#### Saved data entries
============

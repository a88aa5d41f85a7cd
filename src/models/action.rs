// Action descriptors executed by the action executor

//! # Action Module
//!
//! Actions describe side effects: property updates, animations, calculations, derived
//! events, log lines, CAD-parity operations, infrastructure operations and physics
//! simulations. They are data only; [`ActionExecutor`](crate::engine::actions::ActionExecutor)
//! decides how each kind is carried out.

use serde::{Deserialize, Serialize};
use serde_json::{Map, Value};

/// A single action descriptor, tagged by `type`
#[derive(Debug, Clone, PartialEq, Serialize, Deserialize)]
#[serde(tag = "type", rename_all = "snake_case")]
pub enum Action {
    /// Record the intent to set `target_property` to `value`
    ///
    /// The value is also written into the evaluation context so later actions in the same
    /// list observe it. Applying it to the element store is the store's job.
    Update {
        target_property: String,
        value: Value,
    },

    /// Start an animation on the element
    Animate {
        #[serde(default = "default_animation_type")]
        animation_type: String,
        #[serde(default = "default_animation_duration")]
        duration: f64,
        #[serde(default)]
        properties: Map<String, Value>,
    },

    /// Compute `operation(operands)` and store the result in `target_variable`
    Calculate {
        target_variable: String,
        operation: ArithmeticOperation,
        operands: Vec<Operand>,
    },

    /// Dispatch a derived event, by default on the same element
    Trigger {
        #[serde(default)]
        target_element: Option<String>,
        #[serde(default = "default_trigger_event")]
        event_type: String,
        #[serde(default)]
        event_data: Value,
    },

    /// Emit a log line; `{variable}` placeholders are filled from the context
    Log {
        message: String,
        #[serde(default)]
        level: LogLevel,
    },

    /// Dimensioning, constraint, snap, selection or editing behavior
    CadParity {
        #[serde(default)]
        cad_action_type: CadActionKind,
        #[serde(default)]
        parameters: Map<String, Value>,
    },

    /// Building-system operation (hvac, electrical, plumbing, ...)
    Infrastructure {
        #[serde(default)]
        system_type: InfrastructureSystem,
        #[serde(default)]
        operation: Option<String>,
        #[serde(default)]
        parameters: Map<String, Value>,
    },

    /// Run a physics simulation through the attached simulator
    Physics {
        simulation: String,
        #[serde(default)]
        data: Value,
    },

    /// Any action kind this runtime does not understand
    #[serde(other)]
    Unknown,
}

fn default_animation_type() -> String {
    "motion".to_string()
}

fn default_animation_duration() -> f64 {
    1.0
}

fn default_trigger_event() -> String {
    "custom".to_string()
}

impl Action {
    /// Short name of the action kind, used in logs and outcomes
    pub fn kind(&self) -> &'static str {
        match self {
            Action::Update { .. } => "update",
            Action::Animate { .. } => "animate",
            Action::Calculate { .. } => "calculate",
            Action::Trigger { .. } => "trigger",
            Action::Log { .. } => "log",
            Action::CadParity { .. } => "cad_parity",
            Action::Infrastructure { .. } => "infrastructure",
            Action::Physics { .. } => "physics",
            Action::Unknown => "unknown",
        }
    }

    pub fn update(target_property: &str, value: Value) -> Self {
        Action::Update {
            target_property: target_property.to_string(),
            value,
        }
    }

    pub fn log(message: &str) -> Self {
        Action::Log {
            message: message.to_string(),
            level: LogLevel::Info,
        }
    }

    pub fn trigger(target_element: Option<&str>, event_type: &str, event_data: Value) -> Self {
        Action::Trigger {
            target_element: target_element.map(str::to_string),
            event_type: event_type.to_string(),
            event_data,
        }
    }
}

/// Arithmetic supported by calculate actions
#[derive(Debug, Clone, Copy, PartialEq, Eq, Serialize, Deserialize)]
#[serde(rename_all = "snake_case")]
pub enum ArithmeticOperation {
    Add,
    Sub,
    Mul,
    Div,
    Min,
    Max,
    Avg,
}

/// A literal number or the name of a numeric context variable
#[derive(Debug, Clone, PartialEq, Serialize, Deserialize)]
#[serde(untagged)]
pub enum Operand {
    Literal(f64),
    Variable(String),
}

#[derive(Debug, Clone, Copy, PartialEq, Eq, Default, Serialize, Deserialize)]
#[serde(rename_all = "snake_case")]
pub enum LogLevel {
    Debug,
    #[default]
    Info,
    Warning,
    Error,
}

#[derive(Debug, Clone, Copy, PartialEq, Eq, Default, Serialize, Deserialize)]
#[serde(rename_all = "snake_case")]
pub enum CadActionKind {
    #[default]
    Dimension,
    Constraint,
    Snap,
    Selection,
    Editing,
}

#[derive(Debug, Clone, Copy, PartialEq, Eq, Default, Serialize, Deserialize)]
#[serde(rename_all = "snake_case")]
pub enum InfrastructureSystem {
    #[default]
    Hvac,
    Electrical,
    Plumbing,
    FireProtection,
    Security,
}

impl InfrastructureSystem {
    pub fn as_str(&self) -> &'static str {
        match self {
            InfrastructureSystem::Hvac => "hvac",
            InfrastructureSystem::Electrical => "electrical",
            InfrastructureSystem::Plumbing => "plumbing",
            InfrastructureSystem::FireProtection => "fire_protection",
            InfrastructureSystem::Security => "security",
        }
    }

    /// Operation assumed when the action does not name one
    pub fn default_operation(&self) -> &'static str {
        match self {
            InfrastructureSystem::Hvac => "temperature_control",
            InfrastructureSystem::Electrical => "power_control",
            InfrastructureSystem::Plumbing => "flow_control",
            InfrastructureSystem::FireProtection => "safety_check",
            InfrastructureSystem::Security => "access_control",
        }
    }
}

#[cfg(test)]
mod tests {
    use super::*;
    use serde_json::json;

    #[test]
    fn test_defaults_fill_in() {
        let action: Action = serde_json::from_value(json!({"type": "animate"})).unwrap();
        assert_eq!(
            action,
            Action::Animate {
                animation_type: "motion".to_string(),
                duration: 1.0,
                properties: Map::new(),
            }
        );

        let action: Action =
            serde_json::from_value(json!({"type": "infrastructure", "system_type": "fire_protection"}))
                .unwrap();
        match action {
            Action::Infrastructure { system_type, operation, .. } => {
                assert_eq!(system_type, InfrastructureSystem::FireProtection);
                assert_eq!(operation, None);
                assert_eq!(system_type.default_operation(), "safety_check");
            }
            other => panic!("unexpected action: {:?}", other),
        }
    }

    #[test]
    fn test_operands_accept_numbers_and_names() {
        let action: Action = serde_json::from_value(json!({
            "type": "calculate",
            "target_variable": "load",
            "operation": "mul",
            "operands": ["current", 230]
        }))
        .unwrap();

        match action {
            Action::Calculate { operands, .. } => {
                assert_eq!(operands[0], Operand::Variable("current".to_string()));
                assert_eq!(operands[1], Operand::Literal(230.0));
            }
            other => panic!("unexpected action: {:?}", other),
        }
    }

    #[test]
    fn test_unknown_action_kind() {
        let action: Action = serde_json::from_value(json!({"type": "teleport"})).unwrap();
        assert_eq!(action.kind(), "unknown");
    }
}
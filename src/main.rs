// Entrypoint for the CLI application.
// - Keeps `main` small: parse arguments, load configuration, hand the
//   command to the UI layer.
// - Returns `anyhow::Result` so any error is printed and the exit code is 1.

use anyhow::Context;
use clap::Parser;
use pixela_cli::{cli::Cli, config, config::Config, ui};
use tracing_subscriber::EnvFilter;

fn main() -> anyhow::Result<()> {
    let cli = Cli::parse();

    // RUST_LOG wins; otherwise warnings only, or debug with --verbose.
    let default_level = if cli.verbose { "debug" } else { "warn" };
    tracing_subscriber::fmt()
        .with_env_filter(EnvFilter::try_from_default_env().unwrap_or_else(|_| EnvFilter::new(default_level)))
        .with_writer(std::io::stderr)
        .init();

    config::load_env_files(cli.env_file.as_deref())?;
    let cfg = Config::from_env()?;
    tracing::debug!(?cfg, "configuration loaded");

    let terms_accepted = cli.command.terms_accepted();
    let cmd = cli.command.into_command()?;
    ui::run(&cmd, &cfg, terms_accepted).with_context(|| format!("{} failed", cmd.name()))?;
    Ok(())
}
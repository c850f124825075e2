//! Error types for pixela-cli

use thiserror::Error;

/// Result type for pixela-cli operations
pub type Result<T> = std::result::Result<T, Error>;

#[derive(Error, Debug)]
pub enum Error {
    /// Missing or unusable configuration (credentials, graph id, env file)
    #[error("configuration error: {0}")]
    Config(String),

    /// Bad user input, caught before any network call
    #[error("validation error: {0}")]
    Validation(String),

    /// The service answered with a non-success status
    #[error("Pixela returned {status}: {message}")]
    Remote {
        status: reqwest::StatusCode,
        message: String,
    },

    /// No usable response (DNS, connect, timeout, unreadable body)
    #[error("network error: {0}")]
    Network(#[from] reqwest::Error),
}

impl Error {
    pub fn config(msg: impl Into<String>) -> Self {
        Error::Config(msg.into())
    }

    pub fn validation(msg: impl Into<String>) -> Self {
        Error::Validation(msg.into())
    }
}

============

Given the records above, restate word for word only the lines starting at the one with "the action executor" and ending at the one with "is carried out.".

#### The answer
// Action descriptors executed by the action executor

//! # Action Module
//!
//! Actions describe side effects: property updates, animations, calculations, derived
//! events, log lines, CAD-parity operations, infrastructure operations and physics
//! simulations. They are data only; [`ActionExecutor`](crate::engine::actions::ActionExecutor)
//! decides how each kind is carried out.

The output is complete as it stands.